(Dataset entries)
· · ·
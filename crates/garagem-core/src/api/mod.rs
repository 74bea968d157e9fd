//! Typed REST client for the car inventory backend.
//!
//! The backend exposes a single `car` resource. The single-item GET is
//! asymmetric with the list endpoint: the list returns a bare array of
//! summary DTOs while `GET /car/{id}` wraps the record in an
//! `{ id, value: ... }` envelope.

use reqwest::StatusCode;
use serde::{Deserialize, Serialize};

use crate::error::{Error, Result};
use crate::util::{compact_text, normalize_base_url};

/// Wire representation of a car as returned by the list endpoint.
#[derive(Debug, Clone, PartialEq, Serialize, Deserialize)]
#[serde(rename_all = "camelCase")]
pub struct CarSummaryDto {
    pub id: String,
    pub image_url: String,
    pub name: String,
    pub licence: String,
}

/// Nested location object under the `place` key.
#[derive(Debug, Clone, PartialEq, Serialize, Deserialize)]
pub struct PlaceDto {
    pub lat: f64,
    pub long: f64,
}

/// Full wire representation of a car.
///
/// Used as the POST body and as the envelope's nested `value`, where the
/// backend may omit `id` (the envelope's outer `id` is authoritative).
#[derive(Debug, Clone, PartialEq, Serialize, Deserialize)]
#[serde(rename_all = "camelCase")]
pub struct CarDto {
    #[serde(default)]
    pub id: String,
    pub image_url: String,
    pub year: String,
    pub name: String,
    pub licence: String,
    pub place: PlaceDto,
}

/// Envelope returned by `GET /car/{id}`.
#[derive(Debug, Clone, PartialEq, Deserialize)]
pub struct CarResponseDto {
    pub id: String,
    pub value: CarDto,
}

/// HTTP client for the car resource.
#[derive(Debug, Clone)]
pub struct CarApiClient {
    base_url: String,
    client: reqwest::Client,
}

impl CarApiClient {
    /// Builds a client for an explicit API base URL.
    pub fn new(base_url: impl Into<String>) -> Result<Self> {
        let base_url = normalize_base_url(&base_url.into()).map_err(Error::InvalidInput)?;
        let client = reqwest::Client::builder().build()?;
        Ok(Self { base_url, client })
    }

    /// Returns the base URL this client was configured with.
    pub fn base_url(&self) -> &str {
        &self.base_url
    }

    /// `GET /car` - list all cars as summary DTOs.
    pub async fn list_cars(&self) -> Result<Vec<CarSummaryDto>> {
        let response = self
            .client
            .get(format!("{}/car", self.base_url))
            .header("Accept", "application/json")
            .send()
            .await?;

        if !response.status().is_success() {
            let status = response.status();
            let body = response.text().await.unwrap_or_default();
            return Err(Error::Api(parse_api_error(status, &body)));
        }

        Ok(response.json::<Vec<CarSummaryDto>>().await?)
    }

    /// `GET /car/{id}` - fetch a single car envelope.
    pub async fn fetch_car(&self, id: &str) -> Result<CarResponseDto> {
        let response = self
            .client
            .get(self.car_url(id))
            .header("Accept", "application/json")
            .send()
            .await?;

        if response.status() == StatusCode::NOT_FOUND {
            return Err(Error::NotFound(id.to_string()));
        }
        if !response.status().is_success() {
            let status = response.status();
            let body = response.text().await.unwrap_or_default();
            return Err(Error::Api(parse_api_error(status, &body)));
        }

        Ok(response.json::<CarResponseDto>().await?)
    }

    /// `POST /car` - create a car from a full DTO.
    pub async fn create_car(&self, car: &CarDto) -> Result<()> {
        let response = self
            .client
            .post(format!("{}/car", self.base_url))
            .json(car)
            .send()
            .await?;

        if response.status().is_success() {
            Ok(())
        } else {
            Err(Error::Api("Failed to add car".to_string()))
        }
    }

    /// `PATCH /car/{id}` - partial update with an ad-hoc field map.
    pub async fn update_car(&self, id: &str, fields: &serde_json::Value) -> Result<()> {
        let response = self
            .client
            .patch(self.car_url(id))
            .json(fields)
            .send()
            .await?;

        if response.status().is_success() {
            Ok(())
        } else {
            Err(Error::Api("Failed to update car".to_string()))
        }
    }

    /// `DELETE /car/{id}`.
    ///
    /// Unlike the other mutating calls, a failure here carries the HTTP
    /// status code so the UI can show which code the backend answered with.
    pub async fn delete_car(&self, id: &str) -> Result<()> {
        let response = self.client.delete(self.car_url(id)).send().await?;

        if response.status().is_success() {
            Ok(())
        } else {
            Err(Error::Api(format!(
                "Failed to delete car (HTTP {})",
                response.status().as_u16()
            )))
        }
    }

    fn car_url(&self, id: &str) -> String {
        format!("{}/car/{}", self.base_url, urlencoding::encode(id))
    }
}

#[derive(Debug, Deserialize)]
struct ApiErrorBody {
    error: Option<String>,
    message: Option<String>,
}

fn parse_api_error(status: StatusCode, body: &str) -> String {
    if let Ok(payload) = serde_json::from_str::<ApiErrorBody>(body) {
        if let Some(message) = payload.message.or(payload.error) {
            return format!("{} ({})", message.trim(), status.as_u16());
        }
    }

    let trimmed = body.trim();
    if trimmed.is_empty() {
        format!("HTTP {}", status.as_u16())
    } else {
        format!("{} ({})", compact_text(trimmed), status.as_u16())
    }
}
· · ·
▸ **EXERCISE GOAL**
Every entry must be duplicated exactly as it stands.

▸ **OUTPUT FOR THIS EXERCISE**
filename crates/garagem-core/src/api/mod.rs
repository 74bea968d157e9fd
//! Typed REST client for the car inventory backend.
//!
//! The backend exposes a single `car` resource. The single-item GET is
//! asymmetric with the list endpoint: the list returns a bare array of
//! summary DTOs while `GET /car/{id}` wraps the record in an
//! `{ id, value: ... }` envelope.

use reqwest::StatusCode;
use serde::{Deserialize, Serialize};

use crate::error::{Error, Result};
use crate::util::{compact_text, normalize_base_url};

/// Wire representation of a car as returned by the list endpoint.
#[derive(Debug, Clone, PartialEq, Serialize, Deserialize)]
#[serde(rename_all = "camelCase")]
pub struct CarSummaryDto {
    pub id: String,
    pub image_url: String,
    pub name: String,
    pub licence: String,
}

/// Nested location object under the `place` key.
#[derive(Debug, Clone, PartialEq, Serialize, Deserialize)]
pub struct PlaceDto {
    pub lat: f64,
    pub long: f64,
}

/// Full wire representation of a car.
///
/// Used as the POST body and as the envelope's nested `value`, where the
/// backend may omit `id` (the envelope's outer `id` is authoritative).
#[derive(Debug, Clone, PartialEq, Serialize, Deserialize)]
#[serde(rename_all = "camelCase")]
pub struct CarDto {
    #[serde(default)]
    pub id: String,
    pub image_url: String,
    pub year: String,
    pub name: String,
    pub licence: String,
    pub place: PlaceDto,
}

/// Envelope returned by `GET /car/{id}`.
#[derive(Debug, Clone, PartialEq, Deserialize)]
pub struct CarResponseDto {
    pub id: String,
    pub value: CarDto,
}

/// HTTP client for the car resource.
#[derive(Debug, Clone)]
pub struct CarApiClient {
    base_url: String,
    client: reqwest::Client,
}

impl CarApiClient {
    /// Builds a client for an explicit API base URL.
    pub fn new(base_url: impl Into<String>) -> Result<Self> {
        let base_url = normalize_base_url(&base_url.into()).map_err(Error::InvalidInput)?;
        let client = reqwest::Client::builder().build()?;
        Ok(Self { base_url, client })
    }

    /// Returns the base URL this client was configured with.
    pub fn base_url(&self) -> &str {
        &self.base_url
    }

    /// `GET /car` - list all cars as summary DTOs.
    pub async fn list_cars(&self) -> Result<Vec<CarSummaryDto>> {
        let response = self
            .client
            .get(format!("{}/car", self.base_url))
            .header("Accept", "application/json")
            .send()
            .await?;

        if !response.status().is_success() {
            let status = response.status();
            let body = response.text().await.unwrap_or_default();
            return Err(Error::Api(parse_api_error(status, &body)));
        }

        Ok(response.json::<Vec<CarSummaryDto>>().await?)
    }

    /// `GET /car/{id}` - fetch a single car envelope.
    pub async fn fetch_car(&self, id: &str) -> Result<CarResponseDto> {
        let response = self
            .client
            .get(self.car_url(id))
            .header("Accept", "application/json")
            .send()
            .await?;

        if response.status() == StatusCode::NOT_FOUND {
            return Err(Error::NotFound(id.to_string()));
        }
        if !response.status().is_success() {
            let status = response.status();
            let body = response.text().await.unwrap_or_default();
            return Err(Error::Api(parse_api_error(status, &body)));
        }

        Ok(response.json::<CarResponseDto>().await?)
    }

    /// `POST /car` - create a car from a full DTO.
    pub async fn create_car(&self, car: &CarDto) -> Result<()> {
        let response = self
            .client
            .post(format!("{}/car", self.base_url))
            .json(car)
            .send()
            .await?;

        if response.status().is_success() {
            Ok(())
        } else {
            Err(Error::Api("Failed to add car".to_string()))
        }
    }

    /// `PATCH /car/{id}` - partial update with an ad-hoc field map.
    pub async fn update_car(&self, id: &str, fields: &serde_json::Value) -> Result<()> {
        let response = self
            .client
            .patch(self.car_url(id))
            .json(fields)
            .send()
            .await?;

        if response.status().is_success() {
            Ok(())
        } else {
            Err(Error::Api("Failed to update car".to_string()))
        }
    }

    /// `DELETE /car/{id}`.
    ///
    /// Unlike the other mutating calls, a failure here carries the HTTP
    /// status code so the UI can show which code the backend answered with.
    pub async fn delete_car(&self, id: &str) -> Result<()> {
        let response = self.client.delete(self.car_url(id)).send().await?;

        if response.status().is_success() {
            Ok(())
        } else {
            Err(Error::Api(format!(
                "Failed to delete car (HTTP {})",
                response.status().as_u16()
            )))
        }
    }

    fn car_url(&self, id: &str) -> String {
        format!("{}/car/{}", self.base_url, urlencoding::encode(id))
    }
}

#[derive(Debug, Deserialize)]
struct ApiErrorBody {
    error: Option<String>,
    message: Option<String>,
}

fn parse_api_error(status: StatusCode, body: &str) -> String {
    if let Ok(payload) = serde_json::from_str::<ApiErrorBody>(body) {
        if let Some(message) = payload.message.or(payload.error) {
            return format!("{} ({})", message.trim(), status.as_u16());
        }
    }

    let trimmed = body.trim();
    if trimmed.is_empty() {
        format!("HTTP {}", status.as_u16())
    } else {
        format!("{} ({})", compact_text(trimmed), status.as_u16())
    }
}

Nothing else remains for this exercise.